## What is being asked:
The answer must be every line below that contains the string "ProductOperator".

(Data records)
=== Section Start ===
//! Expressions, literals and their desugarings.

use std::fmt;

use super::{wrap, Join};
use crate::ast::priority::*;
use crate::ast::*;
use crate::either::Either;

/// Identifier bound by desugared assignment expressions.
const ASSIGNED_VALUE: &str = "`av-`";

impl fmt::Display for Expression {
    fn fmt(&self, f: &mut fmt::Formatter<'_>) -> fmt::Result {
        match self {
            Expression::Literal(literal) => literal.fmt(f),
            Expression::Identifier(name) => write!(f, "{}", name),
            Expression::ConstructorInvocation(invocation) => invocation.fmt(f),
            Expression::Switch(switch) => switch.fmt(f),
            Expression::When(when) => when.fmt(f),
            Expression::Parenthesized(inner) => write!(f, "({})", inner),
            Expression::Postfix { operand, operator } => write!(f, "{}{}", wrap(operand, POSTFIX), operator),
            Expression::Prefix { operator, operand } => prefix(f, *operator, operand),
            Expression::Cast { operand, ty, safe } => {
                write!(f, "{} as{} {}", wrap(operand, PREFIX), if *safe { "?" } else { "" }, ty)
            }
            Expression::Product(binary) => infix(f, binary, PRODUCT, |op| match op {
                ProductOperator::Times => "*",
                ProductOperator::Divide => "/",
                ProductOperator::Modulo => "%",
            }),
            Expression::Sum(binary) => infix(f, binary, SUM, |op| match op {
                SumOperator::Plus => "+",
                SumOperator::Minus => "-",
            }),
            Expression::Range(binary) => write!(f, "{}..{}", wrap(&binary.left, RANGE), wrap(&binary.right, RANGE)),
            Expression::Elvis(binary) => infix(f, binary, ELVIS, |_| "?:"),
            Expression::NamedCheck(binary) => infix(f, binary, NAMED_CHECK, |op| match op {
                NamedCheckOperator::In => "in",
                NamedCheckOperator::NotIn => "!in",
                NamedCheckOperator::Is => "is",
                NamedCheckOperator::NotIs => "!is",
            }),
            Expression::Shift(binary) => infix(f, binary, SHIFT, |op| match op {
                ShiftOperator::Left => "shl",
                ShiftOperator::Right => "shr",
                ShiftOperator::UnsignedRight => "ushr",
            }),
            Expression::BitAnd(binary) => infix(f, binary, BIT_AND, |_| "and"),
            Expression::BitXor(binary) => infix(f, binary, BIT_XOR, |_| "xor"),
            Expression::BitOr(binary) => infix(f, binary, BIT_OR, |_| "or"),
            Expression::Spaceship(binary) => {
                write!(f, "{}.compareTo({})", wrap(&binary.left, POSTFIX), binary.right)
            }
            Expression::Comparison(binary) => infix(f, binary, COMPARISON, |op| match op {
                ComparisonOperator::Less => "<",
                ComparisonOperator::LessEqual => "<=",
                ComparisonOperator::Greater => ">",
                ComparisonOperator::GreaterEqual => ">=",
            }),
            Expression::Equality(binary) => infix(f, binary, EQUALITY, |op| match op {
                EqualityOperator::Equal => "==",
                EqualityOperator::NotEqual => "!=",
                EqualityOperator::Identical => "===",
                EqualityOperator::NotIdentical => "!==",
            }),
            Expression::Conjunction(binary) => infix(f, binary, CONJUNCTION, |_| "&&"),
            Expression::Disjunction(binary) => infix(f, binary, DISJUNCTION, |_| "||"),
            Expression::Ternary {
                condition,
                then,
                otherwise,
            } => write!(
                f,
                "if ({}) {} else {}",
                condition,
                wrap(then, TERNARY),
                wrap(otherwise, TERNARY)
            ),
            Expression::Spread(operand) => write!(f, "*{}", wrap(operand, SPREAD)),
            Expression::Assignment(assignment) => assignment.fmt(f),
            Expression::ListComprehension(comprehension) => comprehension.fmt(f),
        }
    }
}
=== Section End ===
## Exercise output:
                ProductOperator::Times => "*",
                ProductOperator::Divide => "/",
                ProductOperator::Modulo => "%",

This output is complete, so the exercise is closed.